When I retired and sat in pews opposite the pulpit I had to endure, with irritation growing, the seeming infinite announcements offered up by worshipers in those pews.
I wanted to shout out or signal with a hand slicing across my throat to the pastor or lay worship assistant to speed it up, cut it off, get on with it…and then I thought about that “getting on.”
Getting on with what? Proper liturgy, from liturgia meaning work of the people. Worship was the proper liturgia of the people. Worship — worthy of praise, us to God. It had to have form and substance. We had to give of our best to the Master, to use antiquated language, but how do you sing with a straight face “give of your best to the mistress”? And giving the best translated into the congregation sitting quietly while the minister and choir did all the work, efficiently, making sure the service never exceeded sixty-five minutes.
What about the reverse? God to us. Didn’t getting a message from God have something to do with preaching and didn’t praying have something to do with proper stuff out of a worship book read rather rapidly by the minister, and the final act of God to us, Holy Communion dispensed properly — the correct words, the correct hand signals, the correct bows and genuflections: “The body of Christ broken for you. Here’s a wafer. The blood of Christ shed for you. Here’s a thimble”?
Maybe those seemingly endless announcements and prayer requests all mixed together really form liturgia, the work of worship, the things we say to God and each other, the joys and sorrows and announcements about next Saturday’s garage sale in the fellowship hall. Perhaps then as we made it up from those pews to the table for communion, we had a bit better understanding of who we were standing with around that table and with whom we were sharing Jesus’ dinner.

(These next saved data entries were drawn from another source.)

//! # bevy_knot_picker
//!
//! A Bevy plugin for picking and dragging spline knots, with a coordinate
//! axis gizmo to mark the selection.
//!
//! ## Features
//!
//! - Nearest-knot picking by distance to the pointer ray, with a tolerance
//! - Selection handles that read and write knot positions in world space
//! - Lift and drag of the selected knot
//! - Axis gizmo (three arrows and a ground plane) that follows the selection
//! - Optional immediate-mode drawing of splines, knots and tangents
//!
//! ## Quick Start
//!
//! ```ignore
//! use bevy::prelude::*;
//! use bevy_knot_picker::prelude::*;
//!
//! fn main() {
//!     App::new()
//!         .add_plugins(DefaultPlugins)
//!         .add_plugins(SplinePlugin)
//!         .add_plugins(KnotPickerPlugin)
//!         .add_plugins(AxisGizmoPlugin)   // Optional: marks the picked knot
//!         .add_plugins(SplineDrawPlugin)  // Optional: draws splines and knots
//!         .add_systems(Startup, setup)
//!         .run();
//! }
//!
//! fn setup(mut commands: Commands) {
//!     commands.spawn((
//!         Camera3d::default(),
//!         Transform::from_xyz(0.0, 5.0, 10.0).looking_at(Vec3::ZERO, Vec3::Y),
//!     ));
//!
//!     commands.spawn(SplineContainer::single(Spline::from_points([
//!         Vec3::new(-3.0, 0.0, 0.0),
//!         Vec3::new(-1.0, 2.0, 0.0),
//!         Vec3::new(1.0, -1.0, 0.0),
//!         Vec3::new(3.0, 1.0, 0.0),
//!     ])));
//!
//!     commands.spawn(AxisGizmo::default());
//! }
//! ```
//!
//! ## Plugins
//!
//! - [`SplinePlugin`]: Spline type registration (required)
//! - [`KnotPickerPlugin`]: Picking, lifting and dragging knots
//! - [`AxisGizmoPlugin`]: Coordinate axis gizmo
//! - [`SplineDrawPlugin`]: Drawing splines with Bevy gizmos (`draw` feature)

pub mod geometry;
pub mod gizmo;
pub mod picking;
pub mod spline;

#[cfg(feature = "draw")]
pub mod draw;

pub use gizmo::AxisGizmoPlugin;
pub use picking::KnotPickerPlugin;
pub use spline::SplinePlugin;

#[cfg(feature = "draw")]
pub use draw::SplineDrawPlugin;

/// Convenient re-exports of commonly used types.
pub mod prelude {
    pub use crate::gizmo::{AxisGizmo, AxisGizmoPlugin, GizmoParts, GizmoSettings};
    pub use crate::picking::{
        find_nearest_knot, pick_knot, KnotPickerPlugin, KnotPickingSystems, KnotSelection,
        KnotSelectionEvent, PickSettings, SelectionError, SelectionState, SplineKnotHandle,
    };
    pub use crate::spline::{
        BezierKnot, KnotStorage, Spline, SplineContainer, SplinePlugin, TangentMode,
    };

    #[cfg(feature = "draw")]
    pub use crate::draw::{DrawSettings, SplineDrawPlugin};
}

Maybe these are offered during the only time during the week some people get to say something out loud and be listened to and accepted, that is, with this one exception — except for the time the little, old person who always droned on and on about this ailment and that, had to tell us about the intense pain of hemorrhoids. That was TMI and a legitimate pain in the…you know where. The person could have offered up a silent prayer on that one.